Logo of Ultras White Knights

Egyptian Ultras Group For Zamalek SC

Ultras White Knights often referred as UWK07 is an Egyptian Ultras group that supports Zamalek SC in every sport. It was founded on 17 March 2007. The group occupies the Third Right stand, commonly known as the "Curva Sud"

==Formation==
UWK's first appearance was in a CAF Champions League match between Zamalek and Al-Hilal on 17 March 2007, the stadium was full. The group was formed by a group of hardcore Zamalek SC fans who decided to replicate the European and North African "Ultras" subculture in Egypt. The group's leader was Sayed "Moshagheb" Ali Fahim, who was incarcerated for 9 years based on political charges but was released in April 2026, where he was rearrested just hours later, based on charges of "Disturbing the Peace", and "Unlawful Assembly" When past members and current members of the unofficial group gathered to celebrate his return.

==Status==
Since May 2015, following the 30 June Stadium Stampede Ultras groups in Egypt were classified as Terrorist Groups after a ruling where Cairo's Court for Urgent Matters issued a ruling banning all ultras activities and designating the groups as terrorist organizations.

The Group Officially announced their dissolution on May 27, 2018, marking its end by burning its banner.
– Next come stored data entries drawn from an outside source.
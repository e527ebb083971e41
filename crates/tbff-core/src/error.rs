//! Error types for the TBFF flow network.
use thiserror::Error;

#[derive(Error, Debug, Clone, PartialEq)]
pub enum NetworkError {
    #[error("duplicate node id: {0}")] DuplicateNode(String),
    #[error("duplicate allocation id: {0}")] DuplicateAllocation(String),
    #[error("unknown node: {0}")] UnknownNode(String),
    #[error("unknown allocation: {0}")] UnknownAllocation(String),
    #[error("allocation {allocation} references missing node {node}")] DanglingReference { allocation: String, node: String },
    #[error("allocation {0} routes a node to itself")] SelfLoop(String),
    #[error("invalid percentage on {allocation}: {value}")] InvalidPercentage { allocation: String, value: f64 },
    #[error("invalid flow on {node}: {value}")] InvalidFlow { node: String, value: f64 },
    #[error("invalid thresholds on {node}: min {min}, max {max}")] InvalidThresholds { node: String, min: f64, max: f64 },
    #[error("more than one overflow sink")] MultipleOverflowSinks,
    #[error("overflow node id does not name the sink: {0}")] OverflowSinkMismatch(String),
    #[error("overflow sink is not editable: {0}")] SinkNotEditable(String),
}

#[derive(Error, Debug, Clone, PartialEq)]
pub enum ConfigError {
    #[error("max_iterations must be at least 1")] ZeroIterations,
    #[error("convergence threshold must be positive and finite: {0}")] InvalidThreshold(f64),
    #[error("unknown sink policy: {0}")] UnknownSinkPolicy(String),
}

#[derive(Error, Debug)]
pub enum TbffError {
    #[error(transparent)] Network(#[from] NetworkError),
    #[error(transparent)] Config(#[from] ConfigError),
    #[error("serialization: {0}")] Serialization(String),
}

#[cfg(test)]
mod tests {
    use super::*;

    #[test]
    fn dangling_reference_message_names_both_ids() {
        let err = NetworkError::DanglingReference {
            allocation: "alloc_1".into(),
            node: "ghost".into(),
        };
        let msg = err.to_string();
        assert!(msg.contains("alloc_1"));
        assert!(msg.contains("ghost"));
    }

    #[test]
    fn umbrella_converts_from_network_error() {
        let err: TbffError = NetworkError::UnknownNode("a".into()).into();
        assert!(matches!(err, TbffError::Network(NetworkError::UnknownNode(_))));
        assert_eq!(err.to_string(), "unknown node: a");
    }

    #[test]
    fn umbrella_converts_from_config_error() {
        let err: TbffError = ConfigError::ZeroIterations.into();
        assert!(matches!(err, TbffError::Config(ConfigError::ZeroIterations)));
    }
}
A symbolic act also performed by their rivals Ultras Ahlawy

However, the group has continued unofficial activity both abroad and localy, making frequent appearances, with chants, merch, and songs under both the Ultras White Knights name, and the UWKmedia Channels on Facebook, and YouTube.

== Rivalries ==
Ultras White Knights' main rivalry with rival group Ultras Ahlawy stems from the already existing club rivalry between their respective clubs, Zamalek and Al-Ahly, nicknamed the Cairo derby.

The two groups have exchanged insults, burned banners & gotten involved with clashes against each other since their formation in 2007. With notable incidents being a 2008 Handball clash which had a Zamalek fan hospitalized with severe burns, and regular fines by the EFA after insults during matches

For more information about the club rivalry Check "Cairo derby"

== Political Leaning ==
Although the group has repeatedly denied any political orientation or affiliation whatsoever, the group became heavily politicized during the 2011 Egyptian revolution and was thrust into the national spotlight. Although the group did not "officially" attend, thousands of UWK members fought on the front lines in the Tahrir Square.

Following the revolution, the group was viewed by Egyptian governments as a highly organized, volatile street movement. They were locked in feuds with pro-regime figures, with the most notable one being the controversial former Zamalek president Mortada Mansour. He and state media frequently labeled the group as "terrorists" and "delinquents".

Years of clashes with the Egyptian Central Security forces inside and outside stadiums also fostered a deep-seated anti-regime and anti-police subculture. With chants frequently referencing and insulting the Egyptian regime, and against political corruption.